> [DESCRIPTION OF THE TASK]:
Return exactly those lines of the material below that fall between the line holding "write_render_csv(&out_path, &rendered)" and the line holding "let p = Path::new(raw);", inclusive.

=== Begin Enclosure ===

// File: crates/simplify-demo/src/main.rs
// Summary: Demo loads a CSV of named value columns, simplifies each series and writes the renderer-ready result.

use anyhow::{Context, Result};
use chrono::{DateTime, NaiveDate, NaiveDateTime};
use log::{debug, warn};
use simplify_core::{ComposeOptions, Point, Quality, RenderSeries, Series, SeriesComposer, SimplifyOptions};
use std::path::{Path, PathBuf};

const USAGE: &str = "usage: simplify-demo [file.csv] [tolerance] [fast|precise|off]";
const TIME_COLUMNS: &[&str] = &["time", "timestamp", "open_time", "date", "datetime", "x"];

fn main() -> Result<()> {
    env_logger::init();

    let args: Vec<String> = std::env::args().skip(1).collect();
    if args.iter().any(|a| a == "-h" || a == "--help") {
        println!("{USAGE}");
        return Ok(());
    }
    let compose_opts = compose_options(&args, |k| std::env::var(k).ok())?;
    match &compose_opts.simplify {
        Some(o) => println!("Simplifying with tolerance {} ({})", o.tolerance, o.quality),
        None => println!("Simplification off; series are forwarded unchanged"),
    }

    let (series, out_path) = match args.first() {
        Some(raw) => {
            let path = resolve_path(raw)?;
            println!("Using input file: {}", path.display());
            let series = load_series_csv(&path)
                .with_context(|| format!("failed to load CSV '{}'", path.display()))?;
            (series, out_name_with(&path))
        }
        None => {
            println!("No input file given; using synthetic waveforms");
            (synthetic_series(), out_name_with(Path::new("synthetic.csv")))
        }
    };
    if series.is_empty() {
        anyhow::bail!("no value columns loaded; check headers/delimiter.");
    }

    let before: Vec<(String, usize)> = series.iter().map(|s| (s.name.clone(), s.len())).collect();
    let rendered = SeriesComposer::new(compose_opts)
        .compose(series)
        .context("simplification rejected the input")?;

    for ((name, n), r) in before.iter().zip(&rendered) {
        println!("  {:<24} {:>8} -> {:>8} points  {}", name, n, r.data.len(), r.color.to_hex());
    }

    write_render_csv(&out_path, &rendered)
        .with_context(|| format!("failed to write '{}'", out_path.display()))?;
    println!("Wrote {}", out_path.display());
    Ok(())
}

/// Build the session options from positional args, falling back to
/// `SIMPLIFY_TOLERANCE` / `SIMPLIFY_QUALITY` when an argument is absent.
fn compose_options(args: &[String], env: impl Fn(&str) -> Option<String>) -> Result<ComposeOptions> {
    let defaults = SimplifyOptions::default();
    let quality_raw = args.get(2).cloned().or_else(|| env("SIMPLIFY_QUALITY"));
    let quality = match quality_raw.as_deref().map(str::trim) {
        Some(q) if q.eq_ignore_ascii_case("off") => return Ok(ComposeOptions::passthrough()),
        Some(q) => q.parse::<Quality>().with_context(|| USAGE.to_string())?,
        None => defaults.quality,
    };
    let tol_raw = args.get(1).cloned().or_else(|| env("SIMPLIFY_TOLERANCE"));
    let tolerance = match tol_raw {
        Some(t) => t.trim().parse::<f64>().with_context(|| format!("invalid tolerance '{t}'\n{USAGE}"))?,
        None => defaults.tolerance,
    };
    let opts = SimplifyOptions::new(tolerance).with_quality(quality);
    opts.validate()?;
    Ok(ComposeOptions::simplified(opts))
}

fn resolve_path(raw: &str) -> Result<PathBuf> {
    let p = Path::new(raw);
    if p.exists() {
        return Ok(p.to_path_buf());
    }
    anyhow::bail!("file not found: {}", p.display());
}

/// Produce output file name like target/out/simplified_<stem>.csv
fn out_name_with(input: &Path) -> PathBuf {
    let stem = input.file_stem().and_then(|s| s.to_str()).unwrap_or("series");
    let mut out = PathBuf::from("target/out");
    std::fs::create_dir_all(&out).ok();
    out.push(format!("simplified_{}.csv", stem));
    out
}

/// Load a CSV with an optional time/x column and one series per remaining column.
fn load_series_csv(path: &Path) -> Result<Vec<Series>> {
    let mut rdr = csv::ReaderBuilder::new()
        .has_headers(true)
        .trim(csv::Trim::All)
        .from_path(path)
        .with_context(|| format!("opening {}", path.display()))?;

    let headers = rdr.headers()?.iter().map(|h| h.to_string()).collect::<Vec<_>>();
    debug!("headers: {:?}", headers);

    let i_time = headers.iter().position(|h| TIME_COLUMNS.contains(&h.to_lowercase().as_str()));
    let value_cols: Vec<usize> = (0..headers.len()).filter(|&i| Some(i) != i_time).collect();
    if i_time.is_none() {
        warn!("no time column found; using row index as x");
    }

    let mut points: Vec<Vec<Point>> = vec![Vec::new(); value_cols.len()];
    let mut skipped = 0usize;
    for (row, rec) in rdr.records().enumerate() {
        let rec = rec.with_context(|| format!("reading row {}", row + 1))?;
        let x = i_time
            .and_then(|ix| rec.get(ix))
            .and_then(parse_time_to_f64)
            .unwrap_or(row as f64);
        for (slot, &col) in value_cols.iter().enumerate() {
            match rec.get(col).and_then(|s| s.parse::<f64>().ok()).filter(|v| v.is_finite()) {
                Some(y) => points[slot].push(Point::new(x, y)),
                None => skipped += 1,
            }
        }
    }
    if skipped > 0 {
        warn!("skipped {} empty or non-numeric cells", skipped);
    }

    Ok(value_cols
        .iter()
        .zip(points)
        .filter(|(_, p)| !p.is_empty())
        .map(|(&col, p)| Series::new(headers[col].clone(), p))
        .collect())
}

fn write_render_csv(path: &Path, rendered: &[RenderSeries]) -> Result<()> {
    let mut w = csv::Writer::from_path(path)?;
    w.write_record(["series", "color", "x", "y"])?;
    for r in rendered {
        let color = r.color.to_hex();
        for p in &r.data {
            let (x, y) = (p.x.to_string(), p.y.to_string());
            w.write_record([r.name.as_str(), color.as_str(), x.as_str(), y.as_str()])?;
        }
    }
    w.flush()?;
    Ok(())
}

/// Parse a timestamp cell to seconds: epoch seconds/milliseconds, plain numbers,
/// RFC 3339, `YYYY-MM-DD HH:MM:SS` or `YYYY-MM-DD`.
fn parse_time_to_f64(s: &str) -> Option<f64> {
    let s = s.trim();
    if s.is_empty() {
        return None;
    }
    if let Ok(n) = s.parse::<i64>() {
        if n > 10_i64.pow(12) {
            return Some(n as f64 / 1000.0);
        } // epoch ms -> sec
        return Some(n as f64);
    }
    if let Ok(v) = s.parse::<f64>() {
        return v.is_finite().then_some(v);
    }
    if let Ok(dt) = DateTime::parse_from_rfc3339(s) {
        return Some(dt.timestamp_millis() as f64 / 1000.0);
    }
    if let Ok(dt) = NaiveDateTime::parse_from_str(s, "%Y-%m-%d %H:%M:%S") {
        return Some(dt.and_utc().timestamp() as f64);
    }
    NaiveDate::parse_from_str(s, "%Y-%m-%d")
        .ok()
        .and_then(|d| d.and_hms_opt(0, 0, 0))
        .map(|dt| dt.and_utc().timestamp() as f64)
}

fn synthetic_series() -> Vec<Series> {
    let n = 20_000usize;
    let wave = (0..n)
        .map(|i| Point::new(i as f64, (i as f64 * 0.01).sin() * 10.0 + i as f64 * 0.0001))
        .collect();
    let flat = (0..n)
        .map(|i| Point::new(i as f64, 50.0 + ((i * 7919) % 13) as f64 * 0.005))
        .collect();
    let steps = (0..n)
        .map(|i| Point::new(i as f64, ((i / 2_500) % 3) as f64 * 20.0))
        .collect();
    vec![Series::new("wave", wave), Series::new("flat", flat), Series::new("steps", steps)]
}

=== End Enclosure ===

> [EXERCISE RESULT]:
    write_render_csv(&out_path, &rendered)
        .with_context(|| format!("failed to write '{}'", out_path.display()))?;
    println!("Wrote {}", out_path.display());
    Ok(())
}

/// Build the session options from positional args, falling back to
/// `SIMPLIFY_TOLERANCE` / `SIMPLIFY_QUALITY` when an argument is absent.
fn compose_options(args: &[String], env: impl Fn(&str) -> Option<String>) -> Result<ComposeOptions> {
    let defaults = SimplifyOptions::default();
    let quality_raw = args.get(2).cloned().or_else(|| env("SIMPLIFY_QUALITY"));
    let quality = match quality_raw.as_deref().map(str::trim) {
        Some(q) if q.eq_ignore_ascii_case("off") => return Ok(ComposeOptions::passthrough()),
        Some(q) => q.parse::<Quality>().with_context(|| USAGE.to_string())?,
        None => defaults.quality,
    };
    let tol_raw = args.get(1).cloned().or_else(|| env("SIMPLIFY_TOLERANCE"));
    let tolerance = match tol_raw {
        Some(t) => t.trim().parse::<f64>().with_context(|| format!("invalid tolerance '{t}'\n{USAGE}"))?,
        None => defaults.tolerance,
    };
    let opts = SimplifyOptions::new(tolerance).with_quality(quality);
    opts.validate()?;
    Ok(ComposeOptions::simplified(opts))
}

fn resolve_path(raw: &str) -> Result<PathBuf> {
    let p = Path::new(raw);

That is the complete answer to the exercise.